Shuffle the previous list, process the data in order according to the sampling interval of ${0.05, 0.1, 0.2, 0.3, 0.4, 0.5, 0.6, 0.7, 0.8, 0.9, 1.0}$ , and, for each sampling point, calculate the total reads/saturation value/median number of genes under bin1/bin200, respectively, and output the statistical result file.

Saturation value.
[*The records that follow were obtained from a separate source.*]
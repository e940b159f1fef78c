// SPDX-License-Identifier: AGPL-3.0-or-later
// Copyright (C) 2026 Vallés Puig, Ramon

//! Generic time–scale parameterised instant.
//!
//! [`Time<S>`] stores a scalar quantity in [`Days`] whose *meaning* is
//! determined by the compile-time marker `S: TimeScale`.  Every scale knows
//! how to map its native count onto the canonical **civil Julian Date**
//! (`JD = 2 440 587.5 + unix_seconds / 86 400`), which is the only axis the
//! low-precision ephemerides of this crate need.
//!
//! No ΔT correction is applied anywhere: at the sub-degree accuracy targeted
//! here UT and TT are interchangeable.

use chrono::{DateTime, Utc};
use qtty::*;
use std::marker::PhantomData;
use std::ops::{Add, Sub};

#[cfg(feature = "serde")]
use serde::{Deserialize, Deserializer, Serialize, Serializer};

/// Julian Date of the Unix epoch (1970-01-01T00:00:00Z).
pub(crate) const UNIX_EPOCH_JD: f64 = 2_440_587.5;

// ═══════════════════════════════════════════════════════════════════════════
// TimeScale trait
// ═══════════════════════════════════════════════════════════════════════════

/// Marker trait for time scales.
///
/// A **time scale** defines a display label and a pair of conversions between
/// the scale's native quantity (in [`Days`]) and the civil Julian Date.
pub trait TimeScale: Copy + Clone + std::fmt::Debug + PartialEq + PartialOrd + 'static {
    /// Display label used by [`Time`] formatting.
    const LABEL: &'static str;

    /// Convert a quantity in this scale's native unit to an absolute JD.
    fn to_jd(value: Days) -> Days;

    /// Convert an absolute JD back to this scale's native quantity.
    fn from_jd(jd: Days) -> Days;
}

// ═══════════════════════════════════════════════════════════════════════════
// Time<S> — the generic instant
// ═══════════════════════════════════════════════════════════════════════════

/// A point on time scale `S`.
///
/// `Time<S>` is `Copy` and layout-identical to a single `f64`.
#[derive(Debug, Copy, Clone, PartialEq, PartialOrd)]
pub struct Time<S: TimeScale> {
    quantity: Days,
    _scale: PhantomData<S>,
}

impl<S: TimeScale> Time<S> {
    /// Create from a raw scalar (days since the scale's epoch).
    #[inline]
    pub const fn new(value: f64) -> Self {
        Self {
            quantity: Days::new(value),
            _scale: PhantomData,
        }
    }

    /// Create from a [`Days`] quantity.
    #[inline]
    pub const fn from_days(days: Days) -> Self {
        Self {
            quantity: days,
            _scale: PhantomData,
        }
    }

    /// The underlying quantity in days.
    #[inline]
    pub const fn quantity(&self) -> Days {
        self.quantity
    }

    /// The underlying scalar value in days.
    #[inline]
    pub const fn value(&self) -> f64 {
        self.quantity.value()
    }

    /// Absolute Julian Day corresponding to this instant.
    #[inline]
    pub fn julian_day(&self) -> Days {
        S::to_jd(self.quantity)
    }

    /// Convert to a `chrono::DateTime<Utc>`.
    ///
    /// Returns `None` if the value falls outside chrono's representable range.
    pub fn to_utc(&self) -> Option<DateTime<Utc>> {
        let seconds_since_epoch = (self.julian_day() - Days::new(UNIX_EPOCH_JD))
            .to::<Second>()
            .value();
        if !seconds_since_epoch.is_finite() {
            return None;
        }
        let secs = seconds_since_epoch.floor() as i64;
        let nanos = ((seconds_since_epoch - secs as f64) * 1e9) as u32;
        DateTime::<Utc>::from_timestamp(secs, nanos.min(999_999_999))
    }

    /// Build an instant from a `chrono::DateTime<Utc>`.
    ///
    /// This is the fixed linear map `JD = 2 440 587.5 + t_unix / 86 400`,
    /// including the sub-second part of the timestamp.
    pub fn from_utc(datetime: DateTime<Utc>) -> Self {
        let seconds_since_epoch = Seconds::new(datetime.timestamp() as f64);
        let nanos = Seconds::new(datetime.timestamp_subsec_nanos() as f64 / 1e9);
        let jd = Days::new(UNIX_EPOCH_JD) + (seconds_since_epoch + nanos).to::<Day>();
        Self::from_days(S::from_jd(jd))
    }
}

impl<S: TimeScale> std::fmt::Display for Time<S> {
    fn fmt(&self, f: &mut std::fmt::Formatter<'_>) -> std::fmt::Result {
        write!(f, "{} {}", S::LABEL, self.quantity)
    }
}

#[cfg(feature = "serde")]
impl<S: TimeScale> Serialize for Time<S> {
    fn serialize<Ser>(&self, serializer: Ser) -> Result<Ser::Ok, Ser::Error>
    where
        Ser: Serializer,
    {
        serializer.serialize_f64(self.value())
    }
}

#[cfg(feature = "serde")]
impl<'de, S: TimeScale> Deserialize<'de> for Time<S> {
    fn deserialize<D>(deserializer: D) -> Result<Self, D::Error>
    where
        D: Deserializer<'de>,
    {
        let v = f64::deserialize(deserializer)?;
        Ok(Self::new(v))
    }
}

impl<S: TimeScale> Add<Days> for Time<S> {
    type Output = Self;
    #[inline]
    fn add(self, rhs: Days) -> Self::Output {
        Self::from_days(self.quantity + rhs)
    }
}

impl<S: TimeScale> Sub<Days> for Time<S> {
    type Output = Self;
    #[inline]
    fn sub(self, rhs: Days) -> Self::Output {
        Self::from_days(self.quantity - rhs)
    }
}

impl<S: TimeScale> Sub for Time<S> {
    type Output = Days;
    #[inline]
    fn sub(self, rhs: Self) -> Self::Output {
        self.quantity - rhs.quantity
    }
}

// ═══════════════════════════════════════════════════════════════════════════
// TimeInstant trait
// ═══════════════════════════════════════════════════════════════════════════

/// Trait for types that represent a point in time.
///
/// Implemented by every [`Time<S>`] and by `chrono::DateTime<Utc>`, so an
/// [`Interval`](crate::Interval) can be sampled on either representation.
pub trait TimeInstant: Copy + Clone + PartialEq + PartialOrd + Sized {
    /// The duration type used for arithmetic operations.
    type Duration: Copy;

    /// Convert this time instant to UTC DateTime.
    fn to_utc(&self) -> Option<DateTime<Utc>>;

    /// Compute the difference `self − other`.
    fn difference(&self, other: &Self) -> Self::Duration;

    /// Add a duration to this time instant.
    fn add_duration(&self, duration: Self::Duration) -> Self;
}

impl<S: TimeScale> TimeInstant for Time<S> {
    type Duration = Days;

    #[inline]
    fn to_utc(&self) -> Option<DateTime<Utc>> {
        Time::to_utc(self)
    }

    #[inline]
    fn difference(&self, other: &Self) -> Self::Duration {
        *self - *other
    }

    #[inline]
    fn add_duration(&self, duration: Self::Duration) -> Self {
        *self + duration
    }
}

impl TimeInstant for DateTime<Utc> {
    type Duration = chrono::Duration;

    fn to_utc(&self) -> Option<DateTime<Utc>> {
        Some(*self)
    }

    fn difference(&self, other: &Self) -> Self::Duration {
        *self - *other
    }

    fn add_duration(&self, duration: Self::Duration) -> Self {
        *self + duration
    }
}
Calculate the uniq reads (i.e., gene and MID are both uniq) and the total reads under all bins using the formula 1-(uniq reads/total reads). The algorithms for bin1 and bin200 are the same.

Median number of genes. Calculate the number of uniq genes under each bin and take the median. The algorithms for bin1 and bin200 are the same.

Uniq reads. The uniq reads of bin1 are all the uniq reads (i.e., gene and MID are both uniq) under all bin1; the uniq reads of bin200 are all the uniq reads under all bin200 (x, y coordinates of bin1, gene, and MID are all uniq).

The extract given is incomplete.